Raisonnons en sens inverse.

Prenons ces lectures telles que l’Eglise nous les propose. Que nous font-elles découvrir sur le sens véritablement chrétien de Noël  ? Sur le sens concret du Noël que nous vivrons dans l’aujourd’hui que Dieu nous donne. Nous pouvons en effet y percevoir trois réponses, trois orientations selon que nous prenons l’époque du Christ, ses contemporains,  ou les réalités de son temps.

IL EST VENU. IL REVIENDRA.

Au début de son Evangile, saint Luc atteste qu’il a mené une enquête précise “sur les événements survenus parmi nous.” Il nous renseigne approximativement sur la naissance de Jésus : au temps du roi Hérode, à l’occasion du premier recensement ordonné par l’empereur Auguste et s’appliquant à la région.

Pour la véritable inauguration de l’Evangile qu’est la prédication de Jean le Baptiste, les indications sont beaucoup plus précises. Notons au passage que saint Marc commence son Evangile, sans autre préambule, sur la prédication de saint Jean le Baptiste.

Une date, une époque.

Nous sommes en l’an 15 du règne de l’empereur Tibère. Selon la manière de compter, la date peut osciller entre 27 et 29. Prenant au pied de la lettre la mention, pourtant expressément approximative, des trente ans de Jésus, en saint Luc 3. 23, la tradition en tirera une conclusion pour le début de notre ère chrétienne.

En fait Jésus est né quelques années plus tôt, puisqu’Hérode le Grand, le sinistre auteur du massacre des Innocents, est mort en l’an – 4, av. JC.

Ce qui compte, c’est que le temps, l’époque s’inscrivent dans la vie du Fils de l’Homme et que cette vie s’inscrit dans le temps. Il est de Galilée; il n’est pas de nulle part. Il a pour contemporains, Pilate, Tibère, Caïphe; il n’est pas intemporel. Il est bien d’une époque et d’une époque qui marque sa vie et son message, dans le même temps que ce message transcende son époque.

Nous aussi nous avons à vivre notre foi dans le temps où nous vivons, où Dieu nous a placés. Le Christ dont nous avons à témoigner n’est ni un être virtuel construit par imagination, ni un être intemporel, ni une être du passé. Et c’est à nous qu’il demande de le donner à nos frères, inséré dans le temps qu’ils vivent.

Des personnes.

Les noms mentionnés ne sont pas sans raison aux yeux de saint Luc, puisqu’ils placent Jésus dans un monde vivant où les hommes agissent, s’interfèrent, marquent les régions où se déroulent les événements.

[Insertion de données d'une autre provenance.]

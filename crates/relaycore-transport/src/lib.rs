//! Transport abstraction for the room/fleet stack.
//!
//! Provides the [`Connection`] trait: a typed bidirectional message stream
//! with cancellation-on-disconnect, which is exactly the substrate the core
//! presumes and nothing more. Real network framing (gRPC, WebSocket) is an
//! integrator's concern; this crate ships [`ChannelConnection`], an
//! in-process implementation used as the default substrate for embedding
//! and for tests.

mod channel;
mod error;

pub use channel::ChannelConnection;
pub use error::TransportError;

use std::fmt;
use std::future::Future;

/// Opaque identifier for a connection, scoped to one process.
#[derive(Debug, Clone, Copy, PartialEq, Eq, Hash)]
pub struct ConnectionId(u64);

impl ConnectionId {
    pub fn new(id: u64) -> Self {
        Self(id)
    }

    pub fn into_inner(self) -> u64 {
        self.0
    }
}

impl fmt::Display for ConnectionId {
    fn fmt(&self, f: &mut fmt::Formatter<'_>) -> fmt::Result {
        write!(f, "conn-{}", self.0)
    }
}

/// One bidirectional stream of typed messages: `In` is what arrives from
/// the peer, `Out` is what this side sends.
///
/// This is the generalization of a raw-byte connection to the actual
/// message types the layers above exchange — the session handler speaks
/// `Connection<ClientMessage, ServerMessage>`, the game-node registration
/// stream speaks `Connection<RegisterGameServerRequest, MasterServerMessage>`,
/// and so on, all without this crate knowing what those types are.
///
/// Methods are written as `fn(..) -> impl Future<..> + Send` rather than
/// plain `async fn` so that a future spawned over a *generic* `C: Connection`
/// (as `GameNodeServer::spawn_session` and `relaycore-fleet`'s stream
/// drivers do) is provably `Send` to `tokio::spawn`. Plain `async fn` in a
/// trait carries no such bound, which only goes unnoticed as long as every
/// caller spawns a concrete connection type, the way the single-role
/// teacher server does; this crate's two-role, connection-generic servers
/// need the bound spelled out.
pub trait Connection<In, Out>: Send + Sync + 'static
where
    In: Send + 'static,
    Out: Send + 'static,
{
    type Error: std::error::Error + Send + Sync;

    /// Sends a message to the peer.
    fn send(&self, msg: Out) -> impl Future<Output = Result<(), Self::Error>> + Send;

    /// Receives the next message from the peer.
    ///
    /// Returns `Ok(None)` when the stream is cleanly closed — this is the
    /// cancellation-on-disconnect signal the rest of the stack treats as
    /// authoritative shutdown (§5).
    fn recv(&self) -> impl Future<Output = Result<Option<In>, Self::Error>> + Send;

    /// Closes this side of the stream.
    fn close(&self) -> impl Future<Output = Result<(), Self::Error>> + Send;

    /// Returns the unique identifier for this connection.
    fn id(&self) -> ConnectionId;
}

Ponce Pilate, le fonctionnaire romain, qui a remplacé l’héritier direct d’Hérode le Grand, jugé indésirable par Rome. Lui aussi, à son tour, sera indésirable et quelques années après la mort et la résurrection de Jésus, il sera muté pour son irresponsabilité.

Hérode, le tétrarque. Il est le fils d’Hérode le Grand et n’a reçu de Rome qu’une part réduite du territoire que gouvernait son père. Il épousera la femme de son frère Philippe, emprisonnera et fera mourir Jean le Baptiste. Lors de son procès, Jésus comparaîtra devant lui. C’est un faible et par là n’est qu’un jouet entre les mains de Rome.

Philippe. Autre fils d’Hérode le Grand. Ses territoires cités par saint Luc s’étendent au nord du lac de Tibériade. Ce sont des terres païennes. Une manière, pour saint Luc, d’indiquer, dès le départ, la destination universelle de l’Evangile. Ce que confirme la mention de l’Abilène, au-delà de Damas, et ce rappel de saint Luc :”Tout homme verra le salut de Dieu.” (Luc. 3. 6)

Anne et Caïphe. Caïphe est seul en exercice. Mais son beau-père Anne garde une influence qui se vérifiera lors du procès de Jésus.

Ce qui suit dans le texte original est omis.